- Exercise goal
Reproduce all records exactly.

(Saved data entries)
==================================================
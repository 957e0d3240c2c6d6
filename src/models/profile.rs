// file: src/models/profile.rs
// description: role-specific profile details stored beside the user row

use serde::{Deserialize, Serialize};

#[derive(Debug, Clone, Default, PartialEq, Serialize, Deserialize)]
pub struct FacultyProfile {
    #[serde(default, skip_serializing)]
    pub faculty_id: String,
    #[serde(default, skip_serializing_if = "Option::is_none")]
    pub specialization: Option<String>,
    #[serde(default, skip_serializing_if = "Option::is_none")]
    pub office_location: Option<String>,
    #[serde(default, skip_serializing_if = "Option::is_none")]
    pub office_hours: Option<String>,
    #[serde(default, skip_serializing_if = "Option::is_none")]
    pub qualification: Option<String>,
    #[serde(default, skip_serializing_if = "Option::is_none")]
    pub experience_years: Option<u32>,
    #[serde(default, skip_serializing_if = "Option::is_none")]
    pub research_interests: Option<String>,
}

#[derive(Debug, Clone, Default, PartialEq, Serialize, Deserialize)]
pub struct StudentProfile {
    #[serde(default, skip_serializing)]
    pub student_id: String,
    #[serde(default, skip_serializing_if = "Option::is_none")]
    pub enrollment_number: Option<String>,
    #[serde(default, skip_serializing_if = "Option::is_none")]
    pub major: Option<String>,
    #[serde(default, skip_serializing_if = "Option::is_none")]
    pub minor: Option<String>,
    #[serde(default, skip_serializing_if = "Option::is_none")]
    pub gpa: Option<f64>,
    #[serde(default, skip_serializing_if = "Option::is_none")]
    pub expected_graduation_date: Option<String>,
    #[serde(default, skip_serializing_if = "Option::is_none")]
    pub advisor_id: Option<String>,
}
//! Pratt expression parser.
//!
//! `parse_subexpr` drives the precedence climb: a prefix (nud) parse
//! followed by an infix loop that continues while the next token binds
//! tighter than `min_prec`. The dialect is consulted first at every prefix
//! and infix position and may override the next token's precedence; the
//! effective precedence is the maximum of the dialect's answer and the
//! built-in ladder.
//!
//! Built-in ladder, loosest to tightest: OR, AND, prefix NOT, IS and
//! comparisons, BETWEEN/IN/LIKE, `||`/`|`, `&`, shifts, additive,
//! multiplicative, `::`, `^` (right-associative), unary prefix,
//! subscript/COLLATE.

use varisql_ast::{
    ArrayElemTypeDef, BinaryOperator, DataType, DateTimeField, DictionaryField, Expr, Function,
    FunctionArg, FunctionArgExpr, FunctionArgOperator, Ident, JsonOperator, LambdaFunction,
    NullTreatment, ObjectName, TrimWhereField, UnaryOperator, Value, WindowFrame,
    WindowFrameBound, WindowFrameUnits, WindowSpec, WindowType,
};

use crate::parser::{word_to_ident, Parser, ParserError};
use crate::token::{Keyword, Token, TokenKind, Word};

/// Precedence tiers, loosest binding first.
pub mod prec {
    pub const OR: u8 = 5;
    pub const AND: u8 = 10;
    /// Right binding power of prefix NOT.
    pub const UNARY_NOT: u8 = 15;
    /// `= < > <= >= <> !=`, `IS`, `AT TIME ZONE`.
    pub const COMPARISON: u8 = 20;
    pub const BETWEEN_LIKE: u8 = 22;
    /// `||`, `|`, and the JSON access operators.
    pub const PIPE: u8 = 25;
    pub const AMPERSAND: u8 = 27;
    pub const SHIFT: u8 = 30;
    pub const PLUS_MINUS: u8 = 35;
    pub const MUL_DIV_MOD: u8 = 40;
    pub const DOUBLE_COLON: u8 = 50;
    /// `^`, right-associative.
    pub const CARET: u8 = 52;
    /// Right binding power of `- + ~ |/ ||/`.
    pub const UNARY: u8 = 55;
    /// `[`, `.`, COLLATE.
    pub const SUBSCRIPT: u8 = 60;
}

/// Keywords that can never begin an expression as a bare identifier.
const RESERVED_IN_EXPR: &[Keyword] = &[
    Keyword::Select,
    Keyword::From,
    Keyword::Where,
    Keyword::Group,
    Keyword::Having,
    Keyword::Order,
    Keyword::By,
    Keyword::Union,
    Keyword::Except,
    Keyword::Intersect,
    Keyword::Limit,
    Keyword::Offset,
    Keyword::Fetch,
    Keyword::When,
    Keyword::Then,
    Keyword::Else,
    Keyword::End,
    Keyword::On,
    Keyword::Join,
    Keyword::Inner,
    Keyword::Outer,
    Keyword::Cross,
    Keyword::Using,
    Keyword::And,
    Keyword::Or,
    Keyword::As,
    Keyword::Distinct,
    Keyword::Into,
    Keyword::Values,
    Keyword::Set,
    Keyword::Is,
    Keyword::In,
    Keyword::Between,
    Keyword::Like,
    Keyword::ILike,
    Keyword::Collate,
];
==================================================
- Solution to the problem
repository 957e0d3240c2c6d6
filename src/models/profile.rs
// file: src/models/profile.rs
// description: role-specific profile details stored beside the user row

use serde::{Deserialize, Serialize};

#[derive(Debug, Clone, Default, PartialEq, Serialize, Deserialize)]
pub struct FacultyProfile {
    #[serde(default, skip_serializing)]
    pub faculty_id: String,
    #[serde(default, skip_serializing_if = "Option::is_none")]
    pub specialization: Option<String>,
    #[serde(default, skip_serializing_if = "Option::is_none")]
    pub office_location: Option<String>,
    #[serde(default, skip_serializing_if = "Option::is_none")]
    pub office_hours: Option<String>,
    #[serde(default, skip_serializing_if = "Option::is_none")]
    pub qualification: Option<String>,
    #[serde(default, skip_serializing_if = "Option::is_none")]
    pub experience_years: Option<u32>,
    #[serde(default, skip_serializing_if = "Option::is_none")]
    pub research_interests: Option<String>,
}

#[derive(Debug, Clone, Default, PartialEq, Serialize, Deserialize)]
pub struct StudentProfile {
    #[serde(default, skip_serializing)]
    pub student_id: String,
    #[serde(default, skip_serializing_if = "Option::is_none")]
    pub enrollment_number: Option<String>,
    #[serde(default, skip_serializing_if = "Option::is_none")]
    pub major: Option<String>,
    #[serde(default, skip_serializing_if = "Option::is_none")]
    pub minor: Option<String>,
    #[serde(default, skip_serializing_if = "Option::is_none")]
    pub gpa: Option<f64>,
    #[serde(default, skip_serializing_if = "Option::is_none")]
    pub expected_graduation_date: Option<String>,
    #[serde(default, skip_serializing_if = "Option::is_none")]
    pub advisor_id: Option<String>,
}
//! Pratt expression parser.
//!
//! `parse_subexpr` drives the precedence climb: a prefix (nud) parse
//! followed by an infix loop that continues while the next token binds
//! tighter than `min_prec`. The dialect is consulted first at every prefix
//! and infix position and may override the next token's precedence; the
//! effective precedence is the maximum of the dialect's answer and the
//! built-in ladder.
//!
//! Built-in ladder, loosest to tightest: OR, AND, prefix NOT, IS and
//! comparisons, BETWEEN/IN/LIKE, `||`/`|`, `&`, shifts, additive,
//! multiplicative, `::`, `^` (right-associative), unary prefix,
//! subscript/COLLATE.

use varisql_ast::{
    ArrayElemTypeDef, BinaryOperator, DataType, DateTimeField, DictionaryField, Expr, Function,
    FunctionArg, FunctionArgExpr, FunctionArgOperator, Ident, JsonOperator, LambdaFunction,
    NullTreatment, ObjectName, TrimWhereField, UnaryOperator, Value, WindowFrame,
    WindowFrameBound, WindowFrameUnits, WindowSpec, WindowType,
};

use crate::parser::{word_to_ident, Parser, ParserError};
use crate::token::{Keyword, Token, TokenKind, Word};

/// Precedence tiers, loosest binding first.
pub mod prec {
    pub const OR: u8 = 5;
    pub const AND: u8 = 10;
    /// Right binding power of prefix NOT.
    pub const UNARY_NOT: u8 = 15;
    /// `= < > <= >= <> !=`, `IS`, `AT TIME ZONE`.
    pub const COMPARISON: u8 = 20;
    pub const BETWEEN_LIKE: u8 = 22;
    /// `||`, `|`, and the JSON access operators.
    pub const PIPE: u8 = 25;
    pub const AMPERSAND: u8 = 27;
    pub const SHIFT: u8 = 30;
    pub const PLUS_MINUS: u8 = 35;
    pub const MUL_DIV_MOD: u8 = 40;
    pub const DOUBLE_COLON: u8 = 50;
    /// `^`, right-associative.
    pub const CARET: u8 = 52;
    /// Right binding power of `- + ~ |/ ||/`.
    pub const UNARY: u8 = 55;
    /// `[`, `.`, COLLATE.
    pub const SUBSCRIPT: u8 = 60;
}

/// Keywords that can never begin an expression as a bare identifier.
const RESERVED_IN_EXPR: &[Keyword] = &[
    Keyword::Select,
    Keyword::From,
    Keyword::Where,
    Keyword::Group,
    Keyword::Having,
    Keyword::Order,
    Keyword::By,
    Keyword::Union,
    Keyword::Except,
    Keyword::Intersect,
    Keyword::Limit,
    Keyword::Offset,
    Keyword::Fetch,
    Keyword::When,
    Keyword::Then,
    Keyword::Else,
    Keyword::End,
    Keyword::On,
    Keyword::Join,
    Keyword::Inner,
    Keyword::Outer,
    Keyword::Cross,
    Keyword::Using,
    Keyword::And,
    Keyword::Or,
    Keyword::As,
    Keyword::Distinct,
    Keyword::Into,
    Keyword::Values,
    Keyword::Set,
    Keyword::Is,
    Keyword::In,
    Keyword::Between,
    Keyword::Like,
    Keyword::ILike,
    Keyword::Collate,
];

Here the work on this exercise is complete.